A simple but profound (to me) example, I have already given. Lying in the grass on a lazy summer day "intending" to get up and not being able to actually "act"on the up-getting until "I" (that ever-present illusion of unique-selfness) quit "intending" and some other magical mechanism kicked in and viola! I am UP!

But more to the point of this conversation.

Let's say I "intend" to make an illuminating point in a discussion... say, this very thread, a few dozen messages ago... and I say "I think we've just entered a recursion", and one of us (maybe many) (apparently) misunderstands that point as being "snarky" (I love that term!) and requests that I return to a more productive form of discourse. From my point of view, my actions were perfectly aligned with my intentions... I meant what I said and I said what I meant. But from the other party's point of view, I meant something entirely different with what I said. To all (but me), it could be said that "my actions spoke", and everybody clearly understood my intentions (through my actions) to be disruptive. But I knew better. I "know" because the "entity that my third-person observation point that is invariant under my intentional actions intended it that way". (yes, I am still trying on the concept that "me" is an observer of "me" which/whom only differs from others by POV).

It is the question of mis-hearing vs mis-speaking and some nebulous middle ground. The speaker and the listener do not just have a responsibility to eachother to speak well/listen well, but there emerges (in some sense of the term, perhaps not the one usually used here) a life of the conversation of it's own, an ecosystem if you can stand the extravagant metaphor. This entire thread (and some of it's side-ravellings) is something of a good example for me... there are many threads of conversation, all superficially or tangentially relating to eachother, weaving in and out, but not necessarily tying neatly into a single "explanation" or "understanding" of a single or simple topic.

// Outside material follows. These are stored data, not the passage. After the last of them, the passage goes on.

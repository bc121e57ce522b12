mod engine;
mod state;

pub use engine::{AgentConfig, ConversationEngine};
pub use state::{TurnEvent, TurnState};
//! A technical support assistant that answers from a local knowledge base.
//!
//! Documents under a corpus directory are split, embedded and stored in a persisted
//! [`vector_store::VectorIndex`]. A [`agent::ConversationEngine`] runs each user turn against a
//! language model that may call the `search_knowledge_base` tool, and checkpoints the
//! conversation to a [`session::SessionStore`].

pub mod agent;
#[cfg(feature = "cli")]
pub mod cli;
pub mod config;
pub mod error;
pub mod ingest;
pub mod knowledge;
pub mod model;
pub mod session;
pub mod tool;
pub mod utils;
pub mod value;
pub mod vector_store;

pub use config::Config;
pub use error::{Error, Result};
use ordered_float::OrderedFloat;
use serde::{Deserialize, Serialize};
use strum::EnumString;
use strum_macros::Display;

use crate::{
    error::{Error, Result},
    model::{EmbeddingModel, EmbeddingModelInference as _},
    utils::Normalize as _,
    value::{DocumentChunk, Embedding},
};

#[derive(
    Clone, Copy, Debug, Default, PartialEq, Eq, Serialize, Deserialize, Display, EnumString,
)]
#[serde(rename_all = "snake_case")]
#[strum(serialize_all = "snake_case")]
pub enum Similarity {
    /// Inner product of unit-normalised vectors.
    #[default]
    Cosine,
    InnerProduct,
}

#[derive(Clone, Debug, PartialEq)]
pub struct ScoredChunk {
    pub chunk: DocumentChunk,
    pub score: f32,
}

/// Immutable exact-search index over embedded chunks.
///
/// Built once, then shared read-only. A rebuilt corpus yields a new `VectorIndex`; see
/// [`super::ActiveIndex`] for swapping the one in use.
#[derive(Clone, Debug)]
pub struct VectorIndex {
    chunks: Vec<DocumentChunk>,
    // What queries are scored against: normalised under cosine, raw otherwise.
    vectors: Vec<Embedding>,
    dim: usize,
    similarity: Similarity,
}

impl VectorIndex {
    pub fn build(chunks: Vec<DocumentChunk>) -> Result<Self> {
        Self::build_with(chunks, Similarity::default())
    }

    pub fn build_with(chunks: Vec<DocumentChunk>, similarity: Similarity) -> Result<Self> {
        let Some(first) = chunks.first() else {
            return Err(Error::EmptyCorpus);
        };
        let dim = first.embedding.len();
        if dim == 0 {
            return Err(Error::InvalidArgument(format!(
                "chunk {} has an empty embedding",
                first.id
            )));
        }
        if let Some(bad) = chunks.iter().find(|c| c.embedding.len() != dim) {
            return Err(Error::DimensionMismatch {
                expected: dim,
                actual: bad.embedding.len(),
            });
        }
        if let Some(bad) = chunks.iter().find(|c| !c.embedding.is_finite()) {
            return Err(Error::InvalidArgument(format!(
                "chunk {} has a non-finite embedding component",
                bad.id
            )));
        }

        let vectors = chunks
            .iter()
            .map(|c| match similarity {
                Similarity::Cosine => c.embedding.normalized(),
                Similarity::InnerProduct => c.embedding.clone(),
            })
            .collect();
        Ok(Self {
            chunks,
            vectors,
            dim,
            similarity,
        })
    }

    pub fn len(&self) -> usize {
        self.chunks.len()
    }

    pub fn is_empty(&self) -> bool {
        self.chunks.is_empty()
    }

    pub fn dim(&self) -> usize {
        self.dim
    }

    pub fn similarity(&self) -> Similarity {
        self.similarity
    }

    /// Chunks in insertion order.
    pub fn chunks(&self) -> &[DocumentChunk] {
        &self.chunks
    }

    fn check_k(k: usize) -> Result<()> {
        if k == 0 {
            return Err(Error::InvalidArgument("k must be at least 1".into()));
        }
        Ok(())
    }

    /// Top-`k` chunks for an already embedded query.
    ///
    /// Scores descend; equal scores keep insertion order and NaN scores sort last.
    pub fn search_embedding(&self, query: &Embedding, k: usize) -> Result<Vec<ScoredChunk>> {
        Self::check_k(k)?;
        if query.len() != self.dim {
            return Err(Error::DimensionMismatch {
                expected: self.dim,
                actual: query.len(),
            });
        }

        let query = match self.similarity {
            Similarity::Cosine => query.normalized(),
            Similarity::InnerProduct => query.clone(),
        };
        let mut scored: Vec<(usize, f32)> = self
            .vectors
            .iter()
            .map(|v| v.dot(&query))
            .enumerate()
            .collect();
        scored.sort_by(|(ia, a), (ib, b)| {
            let key = |s: f32| OrderedFloat(if s.is_nan() { f32::NEG_INFINITY } else { s });
            key(*b).cmp(&key(*a)).then(ia.cmp(ib))
        });

        Ok(scored
            .into_iter()
            .take(k)
            .map(|(i, score)| ScoredChunk {
                chunk: self.chunks[i].clone(),
                score,
            })
            .collect())
    }

    /// Embeds `query` and returns its top-`k` chunks.
    pub async fn search(
        &self,
        model: &EmbeddingModel,
        query: &str,
        k: usize,
    ) -> Result<Vec<ScoredChunk>> {
        Self::check_k(k)?;
        let embedding = model.infer(query.to_owned()).await?;
        self.search_embedding(&embedding, k)
    }
}

#[cfg(test)]
mod tests {
    use ragdesk_macros::logged_test;

    use super::*;
    use crate::{
        utils::testing::{bag_of_words, hashing_embedding_model},
        value::ChunkMetadata,
    };

    fn chunk(id: &str, v: Vec<f32>) -> DocumentChunk {
        DocumentChunk::new(id, id, ChunkMetadata::new(), v.into())
    }

    fn text_chunk(text: &str) -> DocumentChunk {
        DocumentChunk::new(
            DocumentChunk::derive_id(text, 0),
            text,
            ChunkMetadata::new(),
            bag_of_words(text),
        )
    }

    #[test]
    fn empty_corpus_is_rejected() {
        assert!(matches!(VectorIndex::build(vec![]), Err(Error::EmptyCorpus)));
    }

    #[test]
    fn mixed_dimensions_are_rejected() {
        let err = VectorIndex::build(vec![chunk("a", vec![1.0, 0.0]), chunk("b", vec![1.0])])
            .unwrap_err();
        assert!(matches!(
            err,
            Error::DimensionMismatch {
                expected: 2,
                actual: 1
            }
        ));
        assert!(matches!(
            VectorIndex::build(vec![chunk("a", vec![])]),
            Err(Error::InvalidArgument(_))
        ));
    }

    #[test]
    fn results_descend_and_ties_keep_insertion_order() {
        let index = VectorIndex::build(vec![
            chunk("far", vec![0.0, 1.0]),
            chunk("tie-1", vec![1.0, 1.0]),
            chunk("near", vec![1.0, 0.0]),
            chunk("tie-2", vec![2.0, 2.0]),
        ])
        .unwrap();
        let ids: Vec<_> = index
            .search_embedding(&vec![1.0, 0.0].into(), 4)
            .unwrap()
            .into_iter()
            .map(|r| r.chunk.id)
            .collect();
        assert_eq!(ids, vec!["near", "tie-1", "tie-2", "far"]);
    }

    #[yare::parameterized(
        fewer_than_len = { 2, 2 },
        equal_to_len = { 3, 3 },
        more_than_len = { 10, 3 },
    )]
    fn never_more_than_k_or_len(k: usize, expected: usize) {
        let index = VectorIndex::build(vec![
            chunk("a", vec![1.0, 0.0]),
            chunk("b", vec![0.5, 0.5]),
            chunk("c", vec![0.0, 1.0]),
        ])
        .unwrap();
        let results = index.search_embedding(&vec![1.0, 0.2].into(), k).unwrap();
        assert_eq!(results.len(), expected);
        assert!(results.windows(2).all(|w| w[0].score >= w[1].score));
    }

    #[test]
    fn non_finite_embeddings_are_rejected() {
        for bad in [f32::NAN, f32::INFINITY, f32::NEG_INFINITY] {
            let err = VectorIndex::build_with(
                vec![chunk("bad", vec![bad, 0.0]), chunk("ok", vec![0.1, 0.0])],
                Similarity::InnerProduct,
            )
            .unwrap_err();
            assert!(matches!(err, Error::InvalidArgument(ref m) if m.contains("bad")));
        }
    }

    #[test]
    fn inner_product_keeps_magnitude() {
        let index = VectorIndex::build_with(
            vec![chunk("small", vec![1.0, 0.0]), chunk("big", vec![3.0, 3.0])],
            Similarity::InnerProduct,
        )
        .unwrap();
        let results = index.search_embedding(&vec![1.0, 0.0].into(), 1).unwrap();
        assert_eq!(results[0].chunk.id, "big");
        assert_eq!(results[0].score, 3.0);
    }

    #[test]
    fn bad_queries_are_rejected() {
        let index = VectorIndex::build(vec![chunk("a", vec![1.0, 0.0])]).unwrap();
        assert!(matches!(
            index.search_embedding(&vec![1.0, 0.0].into(), 0),
            Err(Error::InvalidArgument(_))
        ));
        assert!(matches!(
            index.search_embedding(&vec![1.0].into(), 1),
            Err(Error::DimensionMismatch { .. })
        ));
    }

    #[logged_test]
    async fn own_text_ranks_first() -> anyhow::Result<()> {
        let texts = [
            "Error 429 means rate limiting; retry after 60 seconds.",
            "Configure SAML single sign-on from the admin console.",
            "Invoices are issued on the first day of each month.",
            "The REST API accepts JSON bodies up to 10 MB.",
        ];
        let index = VectorIndex::build(texts.iter().map(|t| text_chunk(t)).collect())?;
        let model = hashing_embedding_model();
        for text in texts {
            let results = index.search(&model, text, 3).await?;
            assert_eq!(results[0].chunk.text, text);
            assert!((results[0].score - 1.0).abs() < 1e-5);
        }
        Ok(())
    }
}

This leads me 'round to James suggestion that we might not be defining our terms carefully enough. I admit to having indulged in bits of playfulness here, over and over. I believe that we are "brainstorming" as much as we are "nailing things down" in this discussion, and believe that such deserves a bit more "play".

But I also believe that the metaphor of "nailing things down" really misses some important points and by introducing a mixed metaphor, I hope to expand the conversation (I know, many here would prefer to narrow it, but presumably those are not even reading this). I feel that most of what goes on here on this list is that folks bring out nicely prepared foods for the rest of us to taste. We prepare something anywhere from a gourmet meal (long, well considered treatise) to a tasty but hastily prepared snack (a link to an article). Then we take turns tasting it and commenting on it, ranging from helpful suggestions ("this is great, but a little more nutmeg would make it perfect") to veiled criticism ("I've never had potato latkes made from turnips... perhaps they are called potato latkes for a good reason?") to serious advice... ("Thanks for this offering, but I have a *much* better recipe, here... try this) to plain bluntness unto rudeness ("what kinda garbage are you trying to pass off on us?").

Now to mix the metaphor. I believe meaning is somewhere between a dustmote and thin jello. The only way I've ever been able to catch a dustmote flying in the air is to wait for it to enter good light, study it (and the air currents moving it) carefully, gently move my hand to a position many inches below it, carefully track it in it's (new) motions and with enough care and intuition my hand will be under the mote as it settles. Anything else and I'll be lucky to see it again (or distinguish it from it's many cohorts). To nail down jello... that is the trick. We here often bring out our favorite gelatin desserts and proceed to take turns trying to nail them to the table. Those who use tack hammers and fine brads and nails very carefully sometimes have a chance of getting the desserts to be a little more stable but many of us give over to the urge to use a 10 penny nail and a 5 pound sledge, or better yet a pneumatic nail-gun. I believe that the meaning in a page of writing is truly all between the lines and in a sentence between the words. It is the context (who is saying it where/when and to whom, after having said many other things) and the negative space (what is not said, what is implied but not spoken to, etc.).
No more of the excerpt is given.